* [Task prompt] Beneath this line are the data; copy exactly the part of them that opens with the line containing "to money scale." and closes with the line containing "let amount = match", and only that part.

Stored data
──────
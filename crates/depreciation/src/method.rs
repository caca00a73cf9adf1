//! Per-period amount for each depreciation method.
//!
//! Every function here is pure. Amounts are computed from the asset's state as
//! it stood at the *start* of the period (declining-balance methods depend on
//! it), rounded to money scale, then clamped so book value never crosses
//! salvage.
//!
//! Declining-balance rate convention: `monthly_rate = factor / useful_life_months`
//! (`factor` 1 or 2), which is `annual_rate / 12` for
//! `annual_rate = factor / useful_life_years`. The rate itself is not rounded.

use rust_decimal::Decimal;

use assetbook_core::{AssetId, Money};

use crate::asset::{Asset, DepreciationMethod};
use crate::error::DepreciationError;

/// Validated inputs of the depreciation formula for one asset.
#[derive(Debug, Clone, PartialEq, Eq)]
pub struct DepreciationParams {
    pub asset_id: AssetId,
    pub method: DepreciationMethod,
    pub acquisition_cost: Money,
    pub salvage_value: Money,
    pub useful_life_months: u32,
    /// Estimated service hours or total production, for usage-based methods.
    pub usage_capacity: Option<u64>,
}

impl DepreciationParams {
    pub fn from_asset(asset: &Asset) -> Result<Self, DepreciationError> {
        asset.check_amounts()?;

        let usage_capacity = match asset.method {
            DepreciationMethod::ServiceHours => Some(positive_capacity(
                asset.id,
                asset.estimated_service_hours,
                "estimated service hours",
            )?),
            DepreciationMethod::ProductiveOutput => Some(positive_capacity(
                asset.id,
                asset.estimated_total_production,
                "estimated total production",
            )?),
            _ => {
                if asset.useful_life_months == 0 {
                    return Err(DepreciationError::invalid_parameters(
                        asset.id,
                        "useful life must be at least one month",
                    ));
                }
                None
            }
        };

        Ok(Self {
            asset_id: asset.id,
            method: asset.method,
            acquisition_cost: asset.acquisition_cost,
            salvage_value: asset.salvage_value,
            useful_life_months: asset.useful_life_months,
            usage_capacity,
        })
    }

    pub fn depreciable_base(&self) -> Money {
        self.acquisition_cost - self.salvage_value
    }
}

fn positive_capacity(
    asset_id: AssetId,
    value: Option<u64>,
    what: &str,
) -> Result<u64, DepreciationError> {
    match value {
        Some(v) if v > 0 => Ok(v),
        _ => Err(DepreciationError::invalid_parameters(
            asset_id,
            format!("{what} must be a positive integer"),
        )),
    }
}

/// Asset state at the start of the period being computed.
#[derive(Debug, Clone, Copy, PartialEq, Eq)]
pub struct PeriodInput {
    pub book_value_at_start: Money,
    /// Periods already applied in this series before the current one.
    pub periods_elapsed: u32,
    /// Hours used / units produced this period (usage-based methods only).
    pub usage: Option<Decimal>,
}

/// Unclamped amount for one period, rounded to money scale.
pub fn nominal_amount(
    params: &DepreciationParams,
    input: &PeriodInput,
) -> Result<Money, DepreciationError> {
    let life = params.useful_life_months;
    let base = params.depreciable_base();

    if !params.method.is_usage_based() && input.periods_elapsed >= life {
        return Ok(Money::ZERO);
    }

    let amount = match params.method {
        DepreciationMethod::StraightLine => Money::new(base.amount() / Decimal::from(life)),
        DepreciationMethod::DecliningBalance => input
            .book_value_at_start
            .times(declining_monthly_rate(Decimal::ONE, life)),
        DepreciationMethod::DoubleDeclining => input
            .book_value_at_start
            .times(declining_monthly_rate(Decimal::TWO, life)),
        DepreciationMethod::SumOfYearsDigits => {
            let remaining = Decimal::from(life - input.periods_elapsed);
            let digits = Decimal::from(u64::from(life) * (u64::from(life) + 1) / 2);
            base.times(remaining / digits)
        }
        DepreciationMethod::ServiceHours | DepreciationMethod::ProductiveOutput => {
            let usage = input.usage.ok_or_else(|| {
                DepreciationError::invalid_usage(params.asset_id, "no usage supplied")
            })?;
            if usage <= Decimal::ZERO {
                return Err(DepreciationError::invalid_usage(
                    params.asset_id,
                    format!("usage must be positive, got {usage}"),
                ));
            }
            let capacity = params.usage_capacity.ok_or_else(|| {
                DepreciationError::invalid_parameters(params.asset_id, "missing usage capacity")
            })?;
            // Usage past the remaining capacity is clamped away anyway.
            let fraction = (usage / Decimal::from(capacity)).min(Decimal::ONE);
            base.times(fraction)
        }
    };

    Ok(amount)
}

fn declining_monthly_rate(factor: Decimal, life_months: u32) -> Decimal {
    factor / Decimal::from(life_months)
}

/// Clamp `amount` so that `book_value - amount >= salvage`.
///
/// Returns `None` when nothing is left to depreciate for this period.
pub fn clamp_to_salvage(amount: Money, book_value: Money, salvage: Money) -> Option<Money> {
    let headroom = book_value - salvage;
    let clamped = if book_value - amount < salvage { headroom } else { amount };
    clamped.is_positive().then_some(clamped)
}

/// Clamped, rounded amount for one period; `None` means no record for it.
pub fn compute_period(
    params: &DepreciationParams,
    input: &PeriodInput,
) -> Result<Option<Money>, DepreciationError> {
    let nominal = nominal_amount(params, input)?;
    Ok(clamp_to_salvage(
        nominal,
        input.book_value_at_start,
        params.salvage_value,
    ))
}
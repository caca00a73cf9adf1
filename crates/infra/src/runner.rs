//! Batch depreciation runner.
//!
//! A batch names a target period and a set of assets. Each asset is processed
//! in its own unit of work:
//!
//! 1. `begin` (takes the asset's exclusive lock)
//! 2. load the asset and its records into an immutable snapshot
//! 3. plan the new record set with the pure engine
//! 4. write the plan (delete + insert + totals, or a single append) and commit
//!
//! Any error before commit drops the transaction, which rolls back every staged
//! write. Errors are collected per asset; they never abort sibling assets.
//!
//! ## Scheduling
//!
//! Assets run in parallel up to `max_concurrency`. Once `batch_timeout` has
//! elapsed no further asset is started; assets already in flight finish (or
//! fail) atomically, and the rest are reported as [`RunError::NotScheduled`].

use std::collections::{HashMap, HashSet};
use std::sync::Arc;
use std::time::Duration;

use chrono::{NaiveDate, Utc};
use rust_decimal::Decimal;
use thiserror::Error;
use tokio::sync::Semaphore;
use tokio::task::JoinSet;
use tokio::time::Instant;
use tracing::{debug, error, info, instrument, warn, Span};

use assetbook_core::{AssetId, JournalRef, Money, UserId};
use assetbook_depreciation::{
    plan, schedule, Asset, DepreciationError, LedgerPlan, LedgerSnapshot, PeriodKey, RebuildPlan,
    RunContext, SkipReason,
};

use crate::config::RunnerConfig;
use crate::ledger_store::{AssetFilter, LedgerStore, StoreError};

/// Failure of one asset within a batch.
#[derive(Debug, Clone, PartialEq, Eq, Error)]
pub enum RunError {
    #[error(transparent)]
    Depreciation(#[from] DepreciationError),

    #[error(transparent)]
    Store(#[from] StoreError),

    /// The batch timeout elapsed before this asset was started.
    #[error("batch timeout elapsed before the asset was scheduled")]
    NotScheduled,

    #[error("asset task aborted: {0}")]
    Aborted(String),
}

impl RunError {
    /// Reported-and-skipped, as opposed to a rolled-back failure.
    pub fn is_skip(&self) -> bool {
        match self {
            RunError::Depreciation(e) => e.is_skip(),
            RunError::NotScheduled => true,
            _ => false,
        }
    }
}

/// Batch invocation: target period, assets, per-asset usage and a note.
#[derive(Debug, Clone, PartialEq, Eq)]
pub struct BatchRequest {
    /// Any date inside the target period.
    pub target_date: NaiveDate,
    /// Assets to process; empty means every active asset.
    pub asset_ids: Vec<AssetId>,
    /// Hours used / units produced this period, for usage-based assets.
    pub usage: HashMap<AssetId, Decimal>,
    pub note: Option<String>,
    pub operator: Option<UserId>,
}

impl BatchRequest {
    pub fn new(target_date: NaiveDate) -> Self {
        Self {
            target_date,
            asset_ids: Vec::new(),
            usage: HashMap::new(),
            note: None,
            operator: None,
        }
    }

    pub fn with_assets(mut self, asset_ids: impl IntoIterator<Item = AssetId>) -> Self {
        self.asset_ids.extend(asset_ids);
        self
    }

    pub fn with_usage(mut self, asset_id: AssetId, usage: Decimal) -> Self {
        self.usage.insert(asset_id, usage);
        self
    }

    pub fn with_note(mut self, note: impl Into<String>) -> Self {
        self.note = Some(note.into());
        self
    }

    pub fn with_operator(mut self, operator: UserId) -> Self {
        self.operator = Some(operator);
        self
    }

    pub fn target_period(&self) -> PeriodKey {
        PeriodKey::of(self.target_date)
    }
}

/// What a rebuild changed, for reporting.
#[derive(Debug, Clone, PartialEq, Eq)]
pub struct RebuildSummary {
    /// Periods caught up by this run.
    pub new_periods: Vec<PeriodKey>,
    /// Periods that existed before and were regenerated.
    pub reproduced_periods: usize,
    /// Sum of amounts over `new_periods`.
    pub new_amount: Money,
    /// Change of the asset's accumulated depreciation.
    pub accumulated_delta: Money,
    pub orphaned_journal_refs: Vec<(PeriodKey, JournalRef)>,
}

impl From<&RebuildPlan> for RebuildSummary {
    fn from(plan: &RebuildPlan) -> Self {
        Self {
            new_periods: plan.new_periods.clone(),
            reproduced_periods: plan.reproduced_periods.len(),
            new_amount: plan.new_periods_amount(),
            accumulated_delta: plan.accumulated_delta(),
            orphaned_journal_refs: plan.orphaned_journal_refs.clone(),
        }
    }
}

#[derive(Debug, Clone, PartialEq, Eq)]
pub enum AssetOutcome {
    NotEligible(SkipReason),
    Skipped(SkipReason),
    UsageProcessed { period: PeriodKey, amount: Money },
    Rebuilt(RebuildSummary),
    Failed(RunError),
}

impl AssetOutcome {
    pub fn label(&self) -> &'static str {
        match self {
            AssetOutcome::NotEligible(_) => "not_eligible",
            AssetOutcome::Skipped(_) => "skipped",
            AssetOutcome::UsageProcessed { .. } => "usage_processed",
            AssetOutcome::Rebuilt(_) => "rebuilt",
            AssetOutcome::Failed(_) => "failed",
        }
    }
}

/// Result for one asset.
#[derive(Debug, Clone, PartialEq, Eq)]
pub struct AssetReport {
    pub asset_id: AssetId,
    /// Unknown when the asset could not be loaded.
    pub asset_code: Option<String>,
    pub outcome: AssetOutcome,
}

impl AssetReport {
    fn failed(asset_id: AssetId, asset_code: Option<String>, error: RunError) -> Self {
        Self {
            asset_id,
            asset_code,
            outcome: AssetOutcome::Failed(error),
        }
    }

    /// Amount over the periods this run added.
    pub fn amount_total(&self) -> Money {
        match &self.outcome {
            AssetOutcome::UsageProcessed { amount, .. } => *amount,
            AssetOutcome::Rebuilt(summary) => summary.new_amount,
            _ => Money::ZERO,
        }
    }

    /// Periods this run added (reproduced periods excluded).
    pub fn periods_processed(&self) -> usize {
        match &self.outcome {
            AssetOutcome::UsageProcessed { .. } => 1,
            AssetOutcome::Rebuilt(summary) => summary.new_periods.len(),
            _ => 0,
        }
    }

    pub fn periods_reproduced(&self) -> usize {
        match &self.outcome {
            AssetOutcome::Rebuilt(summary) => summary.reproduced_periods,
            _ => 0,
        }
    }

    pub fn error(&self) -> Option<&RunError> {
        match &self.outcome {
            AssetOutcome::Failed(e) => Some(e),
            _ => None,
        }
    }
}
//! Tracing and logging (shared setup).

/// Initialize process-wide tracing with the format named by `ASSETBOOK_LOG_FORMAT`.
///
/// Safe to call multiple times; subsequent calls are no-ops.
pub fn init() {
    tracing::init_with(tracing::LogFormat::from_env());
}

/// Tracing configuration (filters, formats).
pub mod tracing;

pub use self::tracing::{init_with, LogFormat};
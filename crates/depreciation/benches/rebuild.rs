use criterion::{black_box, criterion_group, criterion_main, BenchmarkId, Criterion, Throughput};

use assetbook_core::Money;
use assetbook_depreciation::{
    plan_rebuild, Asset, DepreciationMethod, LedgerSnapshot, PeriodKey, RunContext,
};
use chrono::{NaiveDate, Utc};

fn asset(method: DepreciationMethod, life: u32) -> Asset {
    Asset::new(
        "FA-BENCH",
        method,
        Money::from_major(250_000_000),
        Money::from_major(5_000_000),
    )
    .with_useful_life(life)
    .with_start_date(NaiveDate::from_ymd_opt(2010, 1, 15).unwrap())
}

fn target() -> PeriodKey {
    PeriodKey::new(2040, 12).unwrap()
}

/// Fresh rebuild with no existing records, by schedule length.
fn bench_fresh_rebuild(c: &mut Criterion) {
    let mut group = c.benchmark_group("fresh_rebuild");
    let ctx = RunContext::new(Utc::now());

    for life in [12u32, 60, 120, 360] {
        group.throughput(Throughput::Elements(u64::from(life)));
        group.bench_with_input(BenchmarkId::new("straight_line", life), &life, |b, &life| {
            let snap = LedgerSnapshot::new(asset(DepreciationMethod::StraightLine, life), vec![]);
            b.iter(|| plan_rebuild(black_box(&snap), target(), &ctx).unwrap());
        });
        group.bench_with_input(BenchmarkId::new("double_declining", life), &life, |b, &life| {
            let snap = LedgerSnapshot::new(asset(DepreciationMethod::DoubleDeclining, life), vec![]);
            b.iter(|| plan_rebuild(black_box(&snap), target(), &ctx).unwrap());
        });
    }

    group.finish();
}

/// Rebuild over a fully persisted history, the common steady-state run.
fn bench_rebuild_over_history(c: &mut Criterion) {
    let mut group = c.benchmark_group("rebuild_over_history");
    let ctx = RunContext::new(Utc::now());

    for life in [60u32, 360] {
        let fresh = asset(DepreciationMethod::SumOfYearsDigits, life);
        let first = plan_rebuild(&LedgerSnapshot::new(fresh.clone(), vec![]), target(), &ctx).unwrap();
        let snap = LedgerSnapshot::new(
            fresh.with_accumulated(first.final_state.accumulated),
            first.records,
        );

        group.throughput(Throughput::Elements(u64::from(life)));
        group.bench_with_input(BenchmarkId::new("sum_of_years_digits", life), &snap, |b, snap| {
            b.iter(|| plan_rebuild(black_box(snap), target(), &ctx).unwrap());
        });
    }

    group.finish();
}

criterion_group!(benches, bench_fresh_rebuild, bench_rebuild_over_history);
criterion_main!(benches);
──────
* [Solution to this problem]
/// Unclamped amount for one period, rounded to money scale.
pub fn nominal_amount(
    params: &DepreciationParams,
    input: &PeriodInput,
) -> Result<Money, DepreciationError> {
    let life = params.useful_life_months;
    let base = params.depreciable_base();

    if !params.method.is_usage_based() && input.periods_elapsed >= life {
        return Ok(Money::ZERO);
    }

    let amount = match params.method {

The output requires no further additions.